Some women are simply born with higher levels of testosterone. It can be part of a medical condition, but most of the time it's just by chance, or genetics.

The IAAF’s ruling is based on a scientific study that concluded that women with higher levels of testosterone have a natural advantage over other athletes in some events, and the IAAF argues that its new restrictions will level out the playing field of sports.

“We want athletes to be incentivized to make the huge commitment and sacrifice required to excel in the sport, and to inspire new generations to join the sport and aspire to the same excellence,” IAAF President Sebastian Coe said in a press release. Coe seems to think that women won’t want to become athletes if the playing field isn't level — that is, if they would have to compete against women with high levels of testosterone.

But. BUT. The study cited by the IAAF found that testosterone had a greater effect on athlete's performance in events that won't be affected by the upcoming restrictions, WIRED reported. Plus, women's results, no matter their testosterone level, didn't vary all that much compared to the difference between men and women for the same event (a man will pretty much always run a faster mile, for example).

Ultimately, this is a pretty weird way to impose biological limitations on an athlete’s gender identity. It also likens some women's natural (albeit atypical) sexual development to doping. It's wouldn't be the first time — South African runner Caster Semenya of South Africa performed so well in the 2009 World Athletics Championships that some questioned whether she ought to be eligible to compete as a woman, so she was subjected to controversial and humiliating gender testing. Spoiler: she is eligible, though she won't be once the new IAAF rule goes into place in November.

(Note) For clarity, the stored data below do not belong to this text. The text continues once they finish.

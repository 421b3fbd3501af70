//! On-disk persistence of built corpora, keyed by tile resolution
//!
//! Each resolution owns one JSON file. An entry also records the source
//! directory and channel layout it was built from; an entry for a different
//! directory or layout, an older format version, a file that fails to parse,
//! and an entry whose assets or features fail validation are all reported as
//! a miss so the caller rebuilds instead of failing.

use crate::corpus::assets::{Corpus, EmojiAsset};
use crate::corpus::feature::ColorFeature;
use crate::io::configuration::{CACHE_FILE_EXTENSION, CACHE_FILE_PREFIX, CACHE_FORMAT_VERSION};
use crate::io::error::{MosaicError, Result};
use crate::raster::ChannelLayout;
use serde::{Deserialize, Serialize};
use std::io::{BufReader, BufWriter, Write};
use std::path::{Path, PathBuf};
use tracing::{debug, info, warn};

#[derive(Serialize, Deserialize)]
struct CacheEntry {
    format_version: u32,
    tile_resolution: u32,
    source_directory: PathBuf,
    channels: usize,
    features: Vec<ColorFeature>,
    assets: Vec<EmojiAsset>,
}

/// Precomputed corpora for one emoji directory
#[derive(Debug, Clone)]
pub struct PrecomputeCache {
    cache_directory: PathBuf,
    source_directory: PathBuf,
    layout: ChannelLayout,
}

impl PrecomputeCache {
    /// Cache in `cache_directory` for corpora built from `source_directory`
    pub fn new(
        cache_directory: impl Into<PathBuf>,
        source_directory: impl Into<PathBuf>,
        layout: ChannelLayout,
    ) -> Self {
        Self {
            cache_directory: cache_directory.into(),
            source_directory: source_directory.into(),
            layout,
        }
    }

    /// File holding the entry for `resolution`
    pub fn entry_path(&self, resolution: u32) -> PathBuf {
        self.cache_directory.join(format!(
            "{CACHE_FILE_PREFIX}{resolution}.{CACHE_FILE_EXTENSION}"
        ))
    }

    /// Restore the corpus stored for `resolution`
    ///
    /// Returns `None` when there is no usable entry. Unreadable, corrupt or
    /// mismatched entries are logged and treated the same as a missing one.
    pub fn load(&self, resolution: u32) -> Option<Corpus> {
        let path = self.entry_path(resolution);
        let file = match std::fs::File::open(&path) {
            Ok(file) => file,
            Err(error) => {
                debug!(path = %path.display(), %error, "no precomputed corpus");
                return None;
            }
        };

        let entry: CacheEntry = match serde_json::from_reader(BufReader::new(file)) {
            Ok(entry) => entry,
            Err(error) => {
                warn!(path = %path.display(), %error, "discarding corrupt corpus cache");
                return None;
            }
        };

        if let Some(mismatch) = self.mismatch(&entry, resolution) {
            warn!(path = %path.display(), mismatch, "discarding stale corpus cache");
            return None;
        }

        match Corpus::from_parts(entry.tile_resolution, entry.features, entry.assets) {
            Ok(corpus) if !features_match_assets(&corpus) => {
                warn!(path = %path.display(), "discarding corpus cache with stale features");
                None
            }
            Ok(corpus) => {
                info!(
                    path = %path.display(),
                    assets = corpus.len(),
                    "loaded precomputed corpus"
                );
                Some(corpus)
            }
            Err(error) => {
                warn!(path = %path.display(), %error, "discarding invalid corpus cache");
                None
            }
        }
    }

    /// Persist `corpus` as the entry for `resolution`
    ///
    /// The entry is written to a temporary file and renamed into place, so a
    /// concurrent reader never sees a half-written file.
    ///
    /// # Errors
    ///
    /// Returns an error if:
    /// - `resolution` differs from the corpus tile resolution
    /// - The cache directory cannot be created
    /// - The entry cannot be serialized or moved into place
    pub fn store(&self, resolution: u32, corpus: &Corpus) -> Result<()> {
        if corpus.tile_resolution() != resolution {
            return Err(crate::io::error::config_error(&format!(
                "cannot store a {}px corpus under resolution {resolution}",
                corpus.tile_resolution()
            )));
        }

        std::fs::create_dir_all(&self.cache_directory).map_err(|e| {
            crate::io::error::file_system_error(&self.cache_directory, "create directory", e)
        })?;

        let path = self.entry_path(resolution);
        let cache_error = |reason: String| MosaicError::Cache {
            path: path.clone(),
            reason,
        };

        let entry = CacheEntry {
            format_version: CACHE_FORMAT_VERSION,
            tile_resolution: resolution,
            source_directory: self.source_directory.clone(),
            channels: corpus.layout().channel_count(),
            features: corpus.features().to_vec(),
            assets: corpus.assets().to_vec(),
        };

        let staging = tempfile::NamedTempFile::new_in(&self.cache_directory).map_err(|e| {
            crate::io::error::file_system_error(&self.cache_directory, "create temporary file", e)
        })?;
        let mut writer = BufWriter::new(staging);
        serde_json::to_writer(&mut writer, &entry).map_err(|e| cache_error(e.to_string()))?;
        writer.flush().map_err(|e| cache_error(e.to_string()))?;
        let staging = writer
            .into_inner()
            .map_err(|e| cache_error(e.error().to_string()))?;
        staging
            .persist(&path)
            .map_err(|e| cache_error(e.error.to_string()))?;

        info!(path = %path.display(), assets = corpus.len(), "stored precomputed corpus");
        Ok(())
    }

    /// Remove the entry for `resolution`, if any
    ///
    /// # Errors
    ///
    /// Returns an error if an existing entry cannot be removed.
    pub fn invalidate(&self, resolution: u32) -> Result<()> {
        let path = self.entry_path(resolution);
        match std::fs::remove_file(&path) {
            Ok(()) => {
                info!(path = %path.display(), "invalidated precomputed corpus");
                Ok(())
            }
            Err(error) if error.kind() == std::io::ErrorKind::NotFound => Ok(()),
            Err(error) => Err(crate::io::error::file_system_error(
                path,
                "remove cache entry",
                error,
            )),
        }
    }

    /// Directory the entries live in
    pub fn cache_directory(&self) -> &Path {
        &self.cache_directory
    }

    fn mismatch(&self, entry: &CacheEntry, resolution: u32) -> Option<&'static str> {
        if entry.format_version != CACHE_FORMAT_VERSION {
            Some("format version")
        } else if entry.tile_resolution != resolution {
            Some("tile resolution")
        } else if entry.source_directory != self.source_directory {
            Some("source directory")
        } else if entry.channels != self.layout.channel_count() {
            Some("channel layout")
        } else {
            None
        }
    }
}

// Stored features must still be the mean color of their asset
fn features_match_assets(corpus: &Corpus) -> bool {
    corpus
        .assets()
        .iter()
        .zip(corpus.features())
        .all(|(asset, feature)| ColorFeature::of_buffer(asset.pixels()) == *feature)
}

According to the new rules, athletes like Semenya will be allowed to take estrogen hormone therapy, which comes with a number of side effects like liver damage and increased risk of breast cancer. If they want to continue in the sport to which they’ve dedicated themselves that is. This restriction would also likely prevent transgender women from competing according to their gender identity, as research suggests hormone medication only brings them down to the expected range about a quarter of the time

If the IAAF wants to truly make running fair, there are so many better ways to do it. It could improve access to athletics for disadvantaged children by sponsoring youth leagues or scholarships. It could help fight the stigma facing transgender athletes who want to compete according to their gender identity, a whole other controversy going on now.

What it should not do? Impose arbitrary limitations that will do nothing but punish incredible athletes for parts of their biology that are out of their control.